Growth or Development

What do we need as opposed to what is necessary? Is it growth or is it development? Does this two collide at some point or can pursuit of one result in the demise of the other? Is growth and development an altruistic venture designed for the good of the people by a minority elite? Who earns the right to determine what growth should happen and what pathway development should follow?

While this may look like a ridiculous question yet its significance to the plight of peoples' across the globe may never be properly evaluated or recorded. Most government pursue growth and call it development leading to deteriorating social values that revolves like a wild storm resulting in the ultimate destruction often called a melt down or depression.

A government that invest in "industrial growth and economic growth" without proper impact assessment and investment in fundamental values of respect and social justice just builds high-rises on a muddy foundation-give it a few years of glory at the best.

There is the frazzling pressure on governments to deliver, so we see a rush to set up direct foreign investment, enact laws for conducive business environment and often overlook Human Right issues that accompany this rush. Local communities are opened up to complexities beyond them and beyond the next generation. The speed means people are bulldozed into believing is for their own good or too  frazzled to ask the right questions. Without creating an environment of oversight and social audit, the culture of impunity is gradually built over time to the level it becomes the norm rather than the exception. We should be particularly disturbed when impunity resides and grows daily within the private sector. This means social values and social justice have been blown away with the wind of growth.
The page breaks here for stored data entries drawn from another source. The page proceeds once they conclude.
//! Core data models used throughout Shelfwise.
//!
//! These types describe a single recommendation request as it flows
//! from the raw HTTP body, through keyword extraction and catalog
//! retrieval, into the `metadata` event of the stream.

use serde::{Deserialize, Serialize};
use serde_json::{Map, Value};

/// Default number of recommendations when `filters.limit` is absent.
pub const DEFAULT_LIMIT: u32 = 12;
/// Upper bound for `filters.limit`.
pub const MAX_LIMIT: u32 = 20;
/// Extra candidates fetched beyond `limit` so the summary can be trimmed.
pub const OVERFETCH: u32 = 4;

#[derive(Debug, Clone, Copy, PartialEq, Eq, Serialize, Deserialize)]
#[serde(rename_all = "lowercase")]
pub enum MediaType {
    Book,
    Video,
    Audio,
    Other,
}

impl MediaType {
    pub const ALL: [MediaType; 4] = [Self::Book, Self::Video, Self::Audio, Self::Other];

    pub fn as_str(&self) -> &'static str {
        match self {
            Self::Book => "book",
            Self::Video => "video",
            Self::Audio => "audio",
            Self::Other => "other",
        }
    }

    pub fn parse(value: &str) -> Option<Self> {
        Self::ALL.into_iter().find(|t| t.as_str() == value)
    }
}

#[derive(Debug, Clone, Copy, PartialEq, Eq, Serialize, Deserialize)]
pub enum MediaFormat {
    #[serde(rename = "print")]
    Print,
    #[serde(rename = "ebook")]
    Ebook,
    #[serde(rename = "audiobook")]
    Audiobook,
    #[serde(rename = "dvd")]
    Dvd,
    #[serde(rename = "blu-ray")]
    BluRay,
}

impl MediaFormat {
    pub const ALL: [MediaFormat; 5] = [
        Self::Print,
        Self::Ebook,
        Self::Audiobook,
        Self::Dvd,
        Self::BluRay,
    ];

    pub fn as_str(&self) -> &'static str {
        match self {
            Self::Print => "print",
            Self::Ebook => "ebook",
            Self::Audiobook => "audiobook",
            Self::Dvd => "dvd",
            Self::BluRay => "blu-ray",
        }
    }

    pub fn parse(value: &str) -> Option<Self> {
        Self::ALL.into_iter().find(|f| f.as_str() == value)
    }
}

#[derive(Debug, Clone, Copy, PartialEq, Eq, Serialize, Deserialize)]
#[serde(rename_all = "lowercase")]
pub enum AgeGroup {
    Adult,
    Teen,
    Child,
    Kids,
    All,
}

impl AgeGroup {
    pub const ALL: [AgeGroup; 5] = [Self::Adult, Self::Teen, Self::Child, Self::Kids, Self::All];

    pub fn as_str(&self) -> &'static str {
        match self {
            Self::Adult => "adult",
            Self::Teen => "teen",
            Self::Child => "child",
            Self::Kids => "kids",
            Self::All => "all",
        }
    }

    pub fn parse(value: &str) -> Option<Self> {
        Self::ALL.into_iter().find(|g| g.as_str() == value)
    }
}

/// Library role of the requesting user. Selects the summary persona.
#[derive(Debug, Clone, Copy, PartialEq, Eq, Serialize, Deserialize, Default)]
#[serde(rename_all = "lowercase")]
pub enum Role {
    #[default]
    Member,
    Librarian,
    Admin,
}

impl Role {
    pub fn as_str(&self) -> &'static str {
        match self {
            Self::Member => "member",
            Self::Librarian => "librarian",
            Self::Admin => "admin",
        }
    }

    /// Unknown or missing roles resolve to [`Role::Member`].
    pub fn from_claim(value: Option<&str>) -> Self {
        match value.map(|v| v.trim().to_ascii_lowercase()).as_deref() {
            Some("librarian") => Self::Librarian,
            Some("admin") => Self::Admin,
            _ => Self::Member,
        }
    }
}

/// Identity resolved by the auth collaborator for the current request.
#[derive(Debug, Clone, PartialEq, Eq, Serialize)]
pub struct UserIdentity {
    pub id: String,
    pub role: Role,
}

/// Validated request filters.
#[derive(Debug, Clone, PartialEq, Eq, Serialize)]
#[serde(rename_all = "camelCase")]
pub struct SanitizedFilters {
    #[serde(skip_serializing_if = "Option::is_none")]
    pub media_type: Option<MediaType>,
    #[serde(skip_serializing_if = "Option::is_none")]
    pub media_format: Option<MediaFormat>,
    #[serde(skip_serializing_if = "Option::is_none")]
    pub age_group: Option<AgeGroup>,
    pub limit: u32,
}

impl Default for SanitizedFilters {
    fn default() -> Self {
        Self {
            media_type: None,
            media_format: None,
            age_group: None,
            limit: DEFAULT_LIMIT,
        }
    }
}

impl SanitizedFilters {
    /// Number of rows to request from the catalog.
    pub fn fetch_limit(&self) -> u32 {
        (self.limit + OVERFETCH).min(MAX_LIMIT + OVERFETCH)
    }
}

/// An accepted request: sanitized prompt plus filters.
#[derive(Debug, Clone, PartialEq, Eq)]
pub struct RecommendationRequest {
    pub prompt: String,
    pub filters: SanitizedFilters,
}

/// Where the keyword set came from.
#[derive(Debug, Clone, Copy, PartialEq, Eq, Serialize)]
#[serde(rename_all = "lowercase")]
pub enum KeywordSource {
    Extracted,
    Fallback,
}

#[derive(Debug, Clone, PartialEq, Eq, Serialize)]
pub struct KeywordResult {
    pub keywords: Vec<String>,
    pub exclude: Vec<String>,
    pub source: KeywordSource,
}

/// A raw catalog row, as stored.
#[derive(Debug, Clone, PartialEq, Serialize, Deserialize)]
pub struct MediaRow {
    pub id: String,
    pub title: String,
    pub creator: String,
    pub media_type: String,
    pub media_format: String,
    #[serde(default)]
    pub genre: Option<String>,
    #[serde(default)]
    pub subject: Option<String>,
    #[serde(default)]
    pub description: Option<String>,
    #[serde(default)]
    pub cover_url: Option<String>,
    #[serde(default)]
    pub published_at: Option<String>,
    #[serde(default)]
    pub metadata: Option<Value>,
}

/// A recommendation candidate as sent to clients in the `metadata` event.
#[derive(Debug, Clone, PartialEq, Serialize, Deserialize)]
#[serde(rename_all = "camelCase")]
pub struct RecommendationItem {
    pub id: String,
    pub title: String,
    pub author: String,
    pub media_type: String,
    pub media_format: String,
    pub cover_url: Option<String>,
    pub subjects: Vec<String>,
    pub description: Option<String>,
    pub published_at: Option<String>,
    pub metadata: Map<String, Value>,
}

impl From<MediaRow> for RecommendationItem {
    fn from(row: MediaRow) -> Self {
        let subjects = [row.genre, row.subject]
            .into_iter()
            .flatten()
            .filter(|s| !s.trim().is_empty())
            .collect();
        let metadata = match row.metadata {
            Some(Value::Object(map)) => map,
            _ => Map::new(),
        };
        Self {
            id: row.id,
            title: row.title,
            author: row.creator,
            media_type: row.media_type,
            media_format: row.media_format,
            cover_url: row.cover_url,
            subjects,
            description: row.description,
            published_at: row.published_at,
            metadata,
        }
    }
}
Fast growth that says sharp business practises are alright ought to be debunked and strongly campaigned against both by government and civil society.  Growth that will build a society that actually cares less about the survival of the society and reinforcement of its positive values should be seen as an opposing force that would only ultimately uproot society and create an alien hostile environment for coexistence.
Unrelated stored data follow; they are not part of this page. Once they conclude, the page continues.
//! # Grid Module
//!
//! The static occupancy grid the search runs on.
//!
//! This module contains the building blocks of the search space:
//! - World-space and grid-space coordinates
//! - Grid cells with their walkable flag
//! - The obstacle query surface grids are built from
//! - The grid itself, with world ↔ grid coordinate mapping

pub mod cell;
pub mod coords;
pub mod obstacles;

pub use cell::*;
pub use coords::*;
pub use obstacles::*;

use crate::config::MAX_GRID_CELLS;
use crate::{EngineConfig, GridseekError, GridseekResult};

/// A fixed-size 2D array of cells laid over a bounded world area.
///
/// The grid is centred on the anchor of the obstacle source it was built
/// from. Cell `(0, 0)` sits at the bottom-left corner; cells are stored
/// row-major with `x` varying fastest.
#[derive(Debug, Clone)]
pub struct Grid {
    size_x: usize,
    size_y: usize,
    world_width: f32,
    world_height: f32,
    cell_radius: f32,
    anchor: WorldPos,
    origin: WorldPos,
    subject_offset: WorldPos,
    cells: Vec<GridCell>,
}

impl Grid {
    /// Builds a grid covering `width` × `height` world units around the
    /// source's anchor, sampling the source once per cell centre.
    ///
    /// # Examples
    ///
    /// ```
    /// use gridseek::{EngineConfig, FnObstacles, Grid, GridPos, WorldPos};
    ///
    /// let source = FnObstacles(|pos: WorldPos| pos.x > 0.0);
    /// let grid = Grid::build(&source, 4.0, 2.0, &EngineConfig::default()).unwrap();
    ///
    /// assert_eq!((grid.size_x(), grid.size_y()), (4, 2));
    /// assert!(grid.cell(GridPos::new(1, 0)).unwrap().walkable);
    /// assert!(!grid.cell(GridPos::new(2, 0)).unwrap().walkable);
    /// ```
    pub fn build<S>(source: &S, width: f32, height: f32, config: &EngineConfig) -> GridseekResult<Self>
    where
        S: ObstacleSource + ?Sized,
    {
        config.validate()?;
        if !(width.is_finite() && width > 0.0 && height.is_finite() && height > 0.0) {
            return Err(GridseekError::InvalidMap(format!(
                "world size must be positive and finite, got {} x {}",
                width, height
            )));
        }

        let cell_radius = config.cell_radius;
        let diameter = cell_radius * 2.0;
        // Float to int casts saturate, so oversized counts fail the limit below.
        let size_x = (width / diameter).round_ties_even() as usize;
        let size_y = (height / diameter).round_ties_even() as usize;
        if size_x == 0 || size_y == 0 {
            return Err(GridseekError::InvalidMap(format!(
                "{} x {} world units is smaller than one cell of diameter {}",
                width, height, diameter
            )));
        }
        let cell_count = size_x
            .checked_mul(size_y)
            .filter(|&count| count <= MAX_GRID_CELLS)
            .ok_or_else(|| {
                GridseekError::InvalidMap(format!(
                    "{} x {} world units at cell diameter {} exceeds {} cells",
                    width, height, diameter, MAX_GRID_CELLS
                ))
            })?;

        let anchor = source.anchor();
        let origin = anchor - WorldPos::new(width / 2.0, height / 2.0);

        let mut cells = Vec::with_capacity(cell_count);
        for y in 0..size_y {
            for x in 0..size_x {
                let world = origin
                    + WorldPos::new(
                        x as f32 * diameter + cell_radius,
                        y as f32 * diameter + cell_radius,
                    );
                let walkable = !source.has_obstacle_at(world);
                cells.push(GridCell::new(GridPos::new(x as i32, y as i32), world, walkable));
            }
        }

        Ok(Self {
            size_x,
            size_y,
            world_width: width,
            world_height: height,
            cell_radius,
            anchor,
            origin,
            subject_offset: config.subject_offset,
            cells,
        })
    }

    /// Number of cells along the x axis.
    pub fn size_x(&self) -> usize {
        self.size_x
    }

    /// Number of cells along the y axis.
    pub fn size_y(&self) -> usize {
        self.size_y
    }

    /// World width the grid was built for.
    pub fn world_width(&self) -> f32 {
        self.world_width
    }

    /// World height the grid was built for.
    pub fn world_height(&self) -> f32 {
        self.world_height
    }

    pub fn cell_radius(&self) -> f32 {
        self.cell_radius
    }

    pub fn cell_diameter(&self) -> f32 {
        self.cell_radius * 2.0
    }

    /// Centre of the covered area, taken from the obstacle source.
    pub fn anchor(&self) -> WorldPos {
        self.anchor
    }

    /// World-space bottom-left corner of the grid.
    pub fn origin(&self) -> WorldPos {
        self.origin
    }

    /// Returns true if the position addresses a cell of this grid.
    pub fn contains(&self, pos: GridPos) -> bool {
        pos.x >= 0 && pos.y >= 0 && (pos.x as usize) < self.size_x && (pos.y as usize) < self.size_y
    }

    fn index(&self, pos: GridPos) -> Option<usize> {
        if self.contains(pos) {
            Some(pos.y as usize * self.size_x + pos.x as usize)
        } else {
            None
        }
    }

    /// Gets the cell at the given grid position.
    pub fn cell(&self, pos: GridPos) -> Option<&GridCell> {
        self.index(pos).map(|i| &self.cells[i])
    }

    /// All cells, row-major from the bottom-left corner.
    pub fn cells(&self) -> &[GridCell] {
        &self.cells
    }

    /// Returns true if the position is inside the grid and walkable.
    pub fn is_walkable(&self, pos: GridPos) -> bool {
        self.cell(pos).is_some_and(|cell| cell.walkable)
    }

    /// Number of cells blocked by obstacles.
    pub fn blocked_count(&self) -> usize {
        self.cells.iter().filter(|cell| cell.is_blocked()).count()
    }

    /// Maps a subject's world position to the grid cell it occupies.
    ///
    /// The subject pivot offset is subtracted before rounding, so a subject
    /// maps to the cell it visually stands in. Returns `None` outside the grid.
    ///
    /// # Examples
    ///
    /// ```
    /// use gridseek::{EngineConfig, Grid, GridPos, OpenField, WorldPos};
    ///
    /// let grid = Grid::build(&OpenField, 10.0, 10.0, &EngineConfig::default()).unwrap();
    /// assert_eq!(grid.world_to_grid(WorldPos::new(-4.5, -4.5)), Some(GridPos::new(0, 0)));
    /// assert_eq!(grid.world_to_grid(WorldPos::new(-20.0, 0.0)), None);
    /// ```
    pub fn world_to_grid(&self, world: WorldPos) -> Option<GridPos> {
        let diameter = self.cell_diameter();
        let local = world - self.anchor - self.subject_offset;
        let x = (local.x / diameter + self.size_x as f32 / 2.0).round_ties_even();
        let y = (local.y / diameter + self.size_y as f32 / 2.0).round_ties_even();

        if !(x.is_finite() && y.is_finite()) {
            return None;
        }
        if x < 0.0 || y < 0.0 || x >= self.size_x as f32 || y >= self.size_y as f32 {
            return None;
        }
        Some(GridPos::new(x as i32, y as i32))
    }

    /// Gets the cell a subject at the given world position occupies.
    pub fn cell_at_world(&self, world: WorldPos) -> Option<&GridCell> {
        self.world_to_grid(world).and_then(|pos| self.cell(pos))
    }

    /// Returns the in-bounds 4-connected neighbours of a cell.
    pub fn neighbors(&self, pos: GridPos) -> impl Iterator<Item = &GridCell> + '_ {
        pos.cardinal_neighbors()
            .into_iter()
            .filter_map(move |n| self.cell(n))
    }
}

#[cfg(test)]
mod tests {
    use super::*;

    fn open_grid(width: f32, height: f32) -> Grid {
        Grid::build(&OpenField, width, height, &EngineConfig::default()).unwrap()
    }

    #[test]
    fn test_grid_dimensions() {
        let grid = open_grid(10.0, 6.0);
        assert_eq!(grid.size_x(), 10);
        assert_eq!(grid.size_y(), 6);
        assert_eq!(grid.cells().len(), 60);
        assert_eq!(grid.origin(), WorldPos::new(-5.0, -3.0));
    }

    #[test]
    fn test_grid_dimension_rounding() {
        // 2.5 cells rounds half to even
        let grid = open_grid(2.5, 3.5);
        assert_eq!(grid.size_x(), 2);
        assert_eq!(grid.size_y(), 4);
    }

    #[test]
    fn test_cell_world_positions() {
        let grid = open_grid(10.0, 10.0);
        let cell = grid.cell(GridPos::new(0, 0)).unwrap();
        assert_eq!(cell.world(), WorldPos::new(-4.5, -4.5));
        let cell = grid.cell(GridPos::new(9, 3)).unwrap();
        assert_eq!(cell.world(), WorldPos::new(4.5, -1.5));
    }

    #[test]
    fn test_obstacles_sampled_at_cell_centres() {
        let source = FnObstacles(|pos: WorldPos| pos == WorldPos::new(-2.5, 0.5));
        let grid = Grid::build(&source, 10.0, 10.0, &EngineConfig::default()).unwrap();
        assert_eq!(grid.blocked_count(), 1);
        assert!(!grid.is_walkable(GridPos::new(2, 5)));
        assert!(grid.is_walkable(GridPos::new(2, 4)));
    }

    #[test]
    fn test_anchor_shifts_origin() {
        struct Anchored;
        impl ObstacleSource for Anchored {
            fn has_obstacle_at(&self, _pos: WorldPos) -> bool {
                false
            }
            fn anchor(&self) -> WorldPos {
                WorldPos::new(100.0, 50.0)
            }
        }

        let grid = Grid::build(&Anchored, 4.0, 4.0, &EngineConfig::default()).unwrap();
        assert_eq!(grid.origin(), WorldPos::new(98.0, 48.0));
        let corner = grid.cell(GridPos::new(0, 0)).unwrap().world();
        assert_eq!(grid.world_to_grid(corner), Some(GridPos::new(0, 0)));
    }

    #[test]
    fn test_world_to_grid_matches_offset_formula() {
        let grid = open_grid(10.0, 10.0);
        for &(wx, wy) in &[(0.0f32, 0.0f32), (1.3, -2.2), (-4.0, 4.0), (3.75, 0.5)] {
            let expected_x = (wx - 0.25 + 5.0).round_ties_even() as i32;
            let expected_y = (wy - 0.5 + 5.0).round_ties_even() as i32;
            assert_eq!(
                grid.world_to_grid(WorldPos::new(wx, wy)),
                Some(GridPos::new(expected_x, expected_y))
            );
        }
    }

    #[test]
    fn test_world_to_grid_rounds_half_to_even() {
        let grid = open_grid(10.0, 10.0);
        // y = 0 - 0.5 + 5 = 4.5 rounds to 4
        assert_eq!(grid.world_to_grid(WorldPos::ZERO), Some(GridPos::new(5, 4)));
    }

    #[test]
    fn test_every_cell_maps_back_to_itself() {
        let grid = open_grid(8.0, 5.0);
        for cell in grid.cells() {
            assert_eq!(grid.world_to_grid(cell.world()), Some(cell.pos()));
        }
    }

    #[test]
    fn test_world_to_grid_out_of_bounds() {
        let grid = open_grid(10.0, 10.0);
        assert_eq!(grid.world_to_grid(WorldPos::new(-100.0, 0.0)), None);
        assert_eq!(grid.world_to_grid(WorldPos::new(0.0, 100.0)), None);
        assert_eq!(grid.world_to_grid(WorldPos::new(5.0, 0.0)), None);
        assert_eq!(grid.world_to_grid(WorldPos::new(f32::NAN, 0.0)), None);
    }

    #[test]
    fn test_neighbors_clipped_at_edges() {
        let grid = open_grid(3.0, 3.0);
        let corner: Vec<GridPos> = grid.neighbors(GridPos::new(0, 0)).map(|c| c.pos()).collect();
        assert_eq!(corner, vec![GridPos::new(0, 1), GridPos::new(1, 0)]);
        assert_eq!(grid.neighbors(GridPos::new(1, 1)).count(), 4);
    }

    #[test]
    fn test_invalid_world_size() {
        let config = EngineConfig::default();
        assert!(matches!(
            Grid::build(&OpenField, 0.0, 10.0, &config),
            Err(GridseekError::InvalidMap(_))
        ));
        assert!(matches!(
            Grid::build(&OpenField, 10.0, f32::NAN, &config),
            Err(GridseekError::InvalidMap(_))
        ));
    }

    #[test]
    fn test_world_smaller_than_one_cell() {
        let config = EngineConfig::default();
        assert!(matches!(
            Grid::build(&OpenField, 0.4, 0.4, &config),
            Err(GridseekError::InvalidMap(_))
        ));
        // 0.5 cells rounds to zero
        assert!(matches!(
            Grid::build(&OpenField, 10.0, 0.5, &config),
            Err(GridseekError::InvalidMap(_))
        ));
        assert_eq!(open_grid(0.6, 0.6).cells().len(), 1);
    }

    #[test]
    fn test_oversized_grid_rejected() {
        let config = EngineConfig::default();
        assert!(matches!(
            Grid::build(&OpenField, 1.0e30, 1.0e30, &config),
            Err(GridseekError::InvalidMap(_))
        ));
        assert!(matches!(
            Grid::build(&OpenField, 8192.0, 8192.0, &config),
            Err(GridseekError::InvalidMap(_))
        ));

        let tiny_cells = EngineConfig {
            cell_radius: 1.0e-30,
            ..EngineConfig::default()
        };
        assert!(matches!(
            Grid::build(&OpenField, 10.0, 10.0, &tiny_cells),
            Err(GridseekError::InvalidMap(_))
        ));
    }
}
So we need to look around and interrogate each new policy, proposition, and trend. Asking what would be the impact, who would it impact and what changes does it herald. Ask questions, is your Right to Development.

Friday 1 June 2012

Introducing the Right to Development: A Right every individual has a right to know about

There is a right to development distinct from other human rights yet encompasses all human rights

The right to development was first recognized and made a legal right in 1981 in the African Charter on Human and Peoples' Right, a regional human right instrument. Article 22 states that:

       "1. All peoples shall have the right to their economic, social and cultural development with due regard to their freedom and identity and in equal enjoyment of common heritage of mankind. 2. States shall have the duty, individually or collectively, to ensure the exercise of the right to development."

The United Nations General Assembly in 1986 adopted the Declaration on the Right to Development by resolution 41/128 of December 1986. Article 1, paragraph 1 of the Declaration states that:
         "The right to development is an inalienable human right by virtue of which every human person and all peoples are entitled to participate in, contribute to, and enjoy economic, social, cultural and political development, in which all human rights and fundamental freedoms can be fully realized."
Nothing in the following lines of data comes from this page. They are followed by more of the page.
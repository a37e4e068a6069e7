//! # Grid Cells
//!
//! The leaf data entity of the search space.

use super::{GridPos, WorldPos};

/// A single addressable point of the discretized search space.
///
/// Coordinates and world position are fixed when the grid is built. Search
/// bookkeeping is not stored here; every search keeps its own records.
#[derive(Debug, Clone, PartialEq)]
pub struct GridCell {
    pos: GridPos,
    world: WorldPos,
    /// Whether the search may traverse this cell
    pub walkable: bool,
}

impl GridCell {
    /// Creates a new cell.
    pub fn new(pos: GridPos, world: WorldPos, walkable: bool) -> Self {
        Self {
            pos,
            world,
            walkable,
        }
    }

    /// Grid coordinates of this cell.
    pub fn pos(&self) -> GridPos {
        self.pos
    }

    /// World-space centre of this cell.
    pub fn world(&self) -> WorldPos {
        self.world
    }

    /// Returns true if an obstacle blocks this cell.
    pub fn is_blocked(&self) -> bool {
        !self.walkable
    }
}
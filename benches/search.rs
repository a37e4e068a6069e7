//! Benchmark grid construction and path queries.

use criterion::{black_box, criterion_group, criterion_main, BenchmarkId, Criterion};
use gridseek::{EngineConfig, GridPos, PathfindingEngine, TileMap, WorldPos};

/// Engine over a seeded random map of the given size.
fn engine_for(size: u32, density: f64) -> (PathfindingEngine, WorldPos, WorldPos) {
    let map = TileMap::random(size, size, density, 12345).expect("valid density");
    let mut engine = PathfindingEngine::new(EngineConfig::for_testing());
    engine
        .load_map(&map, map.world_width(), map.world_height())
        .expect("valid map size");

    let grid = engine.grid().expect("grid loaded");
    let last = size as i32 - 1;
    let start = grid.cell(GridPos::new(0, 0)).expect("inside").world();
    let goal = grid.cell(GridPos::new(last, last)).expect("inside").world();
    (engine, start, goal)
}

fn bench_load_map(c: &mut Criterion) {
    let map = TileMap::random(128, 128, 0.25, 12345).expect("valid density");
    let mut engine = PathfindingEngine::new(EngineConfig::default());

    c.bench_function("load_map_128", |b| {
        b.iter(|| {
            engine
                .load_map(black_box(&map), map.world_width(), map.world_height())
                .expect("valid map size");
        })
    });
}

fn bench_find_path(c: &mut Criterion) {
    let (engine, start, goal) = engine_for(64, 0.25);

    c.bench_function("find_path_64", |b| {
        b.iter(|| {
            let path = engine.find_path(black_box(start), black_box(goal));
            black_box(path)
        })
    });
}

fn bench_find_path_sizes(c: &mut Criterion) {
    let mut group = c.benchmark_group("find_path_size");

    for size in [16u32, 32, 64, 128].iter() {
        let (engine, start, goal) = engine_for(*size, 0.2);

        group.bench_with_input(BenchmarkId::from_parameter(size), size, |b, _| {
            b.iter(|| {
                let path = engine.find_path(black_box(start), black_box(goal));
                black_box(path)
            })
        });
    }

    group.finish();
}

criterion_group!(benches, bench_load_map, bench_find_path, bench_find_path_sizes);
criterion_main!(benches);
The general principles in the Declaration recognizes that development is a comprehensive economic, social, cultural and political process aimed towards the constant improvement of the well-being of the entire population and individuals on the basis of their active, free and meaningful participation. Any process that violates, denies or hinders human rights is an obstacle to development. According to the Declaration, the human person is the central subject of the development process , therefore development policies should make the human being the main participant and beneficiary of the development process.
According to the August 2000 report of the independent expert on the right to development, Arjun Sengupta, Article 1 of the Declaration embodies three main principles that focuses on inalienability, particular process of development that respects the realization of all human rights and entitlement to participate:

a) There is an inalienable human right that is called the right to development 
b) There is a particular process of economic, social, cultural and political development, in which all human rights and fundamental freedoms can be fully realized; and
c) The right to development is a human right by virtue of which every human person and all peoples are entitled to participate in, contribute to and enjoy that particular process of development.
This blog is developed to follow the process of development around the world and in Nigeria in particular and to relate the processes and events to this Declaration.